■ **WORK ORDER**:
Could you copy the lines below exactly, leaving none out?

■ **Stored data entries**:
"""

//! Pipeline for monthly series.
//!
//! Each observation stands for a whole calendar month, so the current month
//! is extrapolated from its partial total rather than from a daily rate.

use super::{build_current_period, build_full_year, build_next_period};
use super::{ForecastContext, ForecastPipeline};
use crate::aggregates::{month_total, recent_monthly_average};
use crate::calendar::days_in_month;
use crate::result::{
    CurrentPeriodDetails, CurrentPeriodForecast, FullYearForecast, MonthlyCurrentDetails,
    NextPeriodForecast, YtdComparison,
};
use crate::series::Series;
use chrono::{Datelike, NaiveDate};
use revenue_math::{pct_change, safe_ratio};

/// A partial month is only extrapolated while more than this many days remain
pub const EXTRAPOLATION_MIN_DAYS_REMAINING: u32 = 5;

/// Month-bucketed projections
#[derive(Debug, Clone, Copy, Default)]
pub struct MonthlyPipeline;

impl ForecastPipeline for MonthlyPipeline {
    fn name(&self) -> &str {
        "monthly"
    }

    fn current_period(
        &self,
        series: &Series,
        ctx: &ForecastContext,
    ) -> Option<CurrentPeriodForecast> {
        forecast_current_period(series, ctx)
    }

    fn next_period(&self, series: &Series, ctx: &ForecastContext) -> Option<NextPeriodForecast> {
        forecast_next_period(series, ctx)
    }

    fn year_to_date(&self, series: &Series, ctx: &ForecastContext) -> Option<YtdComparison> {
        year_to_date_comparison(series, ctx.today)
    }

    fn full_year(&self, series: &Series, ctx: &ForecastContext) -> Option<FullYearForecast> {
        full_year_forecast(series, ctx.today)
    }
}

/// Extrapolate this month's partial total, or fall back to the recent monthly average
pub fn forecast_current_period(
    series: &Series,
    ctx: &ForecastContext,
) -> Option<CurrentPeriodForecast> {
    let today = ctx.today;
    let (year, month, day) = (today.year(), today.month(), today.day());
    let dim = days_in_month(year, month);
    let days_remaining = dim.saturating_sub(day);

    let partial_revenue = month_total(series, month, year);

    let (projected, based_on, details) = if partial_revenue > 0.0 {
        let extrapolated = days_remaining > EXTRAPOLATION_MIN_DAYS_REMAINING;
        let projected = if extrapolated {
            partial_revenue / f64::from(day) * f64::from(dim)
        } else {
            partial_revenue
        };
        let based_on = if extrapolated {
            "Month-to-date extrapolated"
        } else {
            "Month-to-date actual"
        };
        (
            projected,
            based_on,
            MonthlyCurrentDetails {
                partial_revenue,
                day_of_month: day,
                extrapolated,
                recent_monthly_average: None,
            },
        )
    } else {
        let average = recent_monthly_average(series, today)?;
        (
            average,
            "Recent monthly average",
            MonthlyCurrentDetails {
                partial_revenue,
                day_of_month: day,
                extrapolated: false,
                recent_monthly_average: Some(average),
            },
        )
    };

    Some(build_current_period(
        series,
        ctx,
        partial_revenue,
        projected,
        based_on.to_string(),
        CurrentPeriodDetails::Monthly(details),
    ))
}

/// Larger of the recent monthly average and last year's month grown
pub fn forecast_next_period(series: &Series, ctx: &ForecastContext) -> Option<NextPeriodForecast> {
    build_next_period(series, ctx, recent_monthly_average(series, ctx.today))
}

/// Months January through today's month, with last year's matching month
/// prorated to today's day
pub fn year_to_date_comparison(series: &Series, today: NaiveDate) -> Option<YtdComparison> {
    let (year, month) = (today.year(), today.month());
    let current = months_total_through(series, year, month);

    let completed_last_year = months_total_through(series, year - 1, month - 1);
    let fraction = f64::from(today.day()) / f64::from(days_in_month(year - 1, month));
    let last_year = completed_last_year + month_total(series, month, year - 1) * fraction.min(1.0);

    Some(YtdComparison {
        current,
        last_year,
        pct_change: pct_change(current, last_year),
        as_of: today,
        current_year: year,
        last_year_label: year - 1,
    })
}

/// Last year's total grown at the YTD rate, else the YTD monthly run rate
pub fn full_year_forecast(series: &Series, today: NaiveDate) -> Option<FullYearForecast> {
    let ytd = year_to_date_comparison(series, today)?;
    let elapsed_months = f64::from(today.month() - 1)
        + f64::from(today.day()) / f64::from(days_in_month(today.year(), today.month()));
    let run_rate = safe_ratio(ytd.current, elapsed_months).map(|per_month| per_month * 12.0);

    build_full_year(series, &ytd, run_rate)
}

/// Sum of the months `1..=through` of `year`; zero when `through` is zero
fn months_total_through(series: &Series, year: i32, through: u32) -> f64 {
    series
        .iter()
        .filter(|obs| obs.date.year() == year && obs.date.month() <= through)
        .map(|obs| obs.revenue)
        .sum()
}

"""

■ **RESULT FOR THIS TASK**:
//! Pipeline for monthly series.
//!
//! Each observation stands for a whole calendar month, so the current month
//! is extrapolated from its partial total rather than from a daily rate.

use super::{build_current_period, build_full_year, build_next_period};
use super::{ForecastContext, ForecastPipeline};
use crate::aggregates::{month_total, recent_monthly_average};
use crate::calendar::days_in_month;
use crate::result::{
    CurrentPeriodDetails, CurrentPeriodForecast, FullYearForecast, MonthlyCurrentDetails,
    NextPeriodForecast, YtdComparison,
};
use crate::series::Series;
use chrono::{Datelike, NaiveDate};
use revenue_math::{pct_change, safe_ratio};

/// A partial month is only extrapolated while more than this many days remain
pub const EXTRAPOLATION_MIN_DAYS_REMAINING: u32 = 5;

/// Month-bucketed projections
#[derive(Debug, Clone, Copy, Default)]
pub struct MonthlyPipeline;

impl ForecastPipeline for MonthlyPipeline {
    fn name(&self) -> &str {
        "monthly"
    }

    fn current_period(
        &self,
        series: &Series,
        ctx: &ForecastContext,
    ) -> Option<CurrentPeriodForecast> {
        forecast_current_period(series, ctx)
    }

    fn next_period(&self, series: &Series, ctx: &ForecastContext) -> Option<NextPeriodForecast> {
        forecast_next_period(series, ctx)
    }

    fn year_to_date(&self, series: &Series, ctx: &ForecastContext) -> Option<YtdComparison> {
        year_to_date_comparison(series, ctx.today)
    }

    fn full_year(&self, series: &Series, ctx: &ForecastContext) -> Option<FullYearForecast> {
        full_year_forecast(series, ctx.today)
    }
}

/// Extrapolate this month's partial total, or fall back to the recent monthly average
pub fn forecast_current_period(
    series: &Series,
    ctx: &ForecastContext,
) -> Option<CurrentPeriodForecast> {
    let today = ctx.today;
    let (year, month, day) = (today.year(), today.month(), today.day());
    let dim = days_in_month(year, month);
    let days_remaining = dim.saturating_sub(day);

    let partial_revenue = month_total(series, month, year);

    let (projected, based_on, details) = if partial_revenue > 0.0 {
        let extrapolated = days_remaining > EXTRAPOLATION_MIN_DAYS_REMAINING;
        let projected = if extrapolated {
            partial_revenue / f64::from(day) * f64::from(dim)
        } else {
            partial_revenue
        };
        let based_on = if extrapolated {
            "Month-to-date extrapolated"
        } else {
            "Month-to-date actual"
        };
        (
            projected,
            based_on,
            MonthlyCurrentDetails {
                partial_revenue,
                day_of_month: day,
                extrapolated,
                recent_monthly_average: None,
            },
        )
    } else {
        let average = recent_monthly_average(series, today)?;
        (
            average,
            "Recent monthly average",
            MonthlyCurrentDetails {
                partial_revenue,
                day_of_month: day,
                extrapolated: false,
                recent_monthly_average: Some(average),
            },
        )
    };

    Some(build_current_period(
        series,
        ctx,
        partial_revenue,
        projected,
        based_on.to_string(),
        CurrentPeriodDetails::Monthly(details),
    ))
}

/// Larger of the recent monthly average and last year's month grown
pub fn forecast_next_period(series: &Series, ctx: &ForecastContext) -> Option<NextPeriodForecast> {
    build_next_period(series, ctx, recent_monthly_average(series, ctx.today))
}

/// Months January through today's month, with last year's matching month
/// prorated to today's day
pub fn year_to_date_comparison(series: &Series, today: NaiveDate) -> Option<YtdComparison> {
    let (year, month) = (today.year(), today.month());
    let current = months_total_through(series, year, month);

    let completed_last_year = months_total_through(series, year - 1, month - 1);
    let fraction = f64::from(today.day()) / f64::from(days_in_month(year - 1, month));
    let last_year = completed_last_year + month_total(series, month, year - 1) * fraction.min(1.0);

    Some(YtdComparison {
        current,
        last_year,
        pct_change: pct_change(current, last_year),
        as_of: today,
        current_year: year,
        last_year_label: year - 1,
    })
}

/// Last year's total grown at the YTD rate, else the YTD monthly run rate
pub fn full_year_forecast(series: &Series, today: NaiveDate) -> Option<FullYearForecast> {
    let ytd = year_to_date_comparison(series, today)?;
    let elapsed_months = f64::from(today.month() - 1)
        + f64::from(today.day()) / f64::from(days_in_month(today.year(), today.month()));
    let run_rate = safe_ratio(ytd.current, elapsed_months).map(|per_month| per_month * 12.0);

    build_full_year(series, &ytd, run_rate)
}

/// Sum of the months `1..=through` of `year`; zero when `through` is zero
fn months_total_through(series: &Series, year: i32, through: u32) -> f64 {
    series
        .iter()
        .filter(|obs| obs.date.year() == year && obs.date.month() <= through)
        .map(|obs| obs.revenue)
        .sum()
}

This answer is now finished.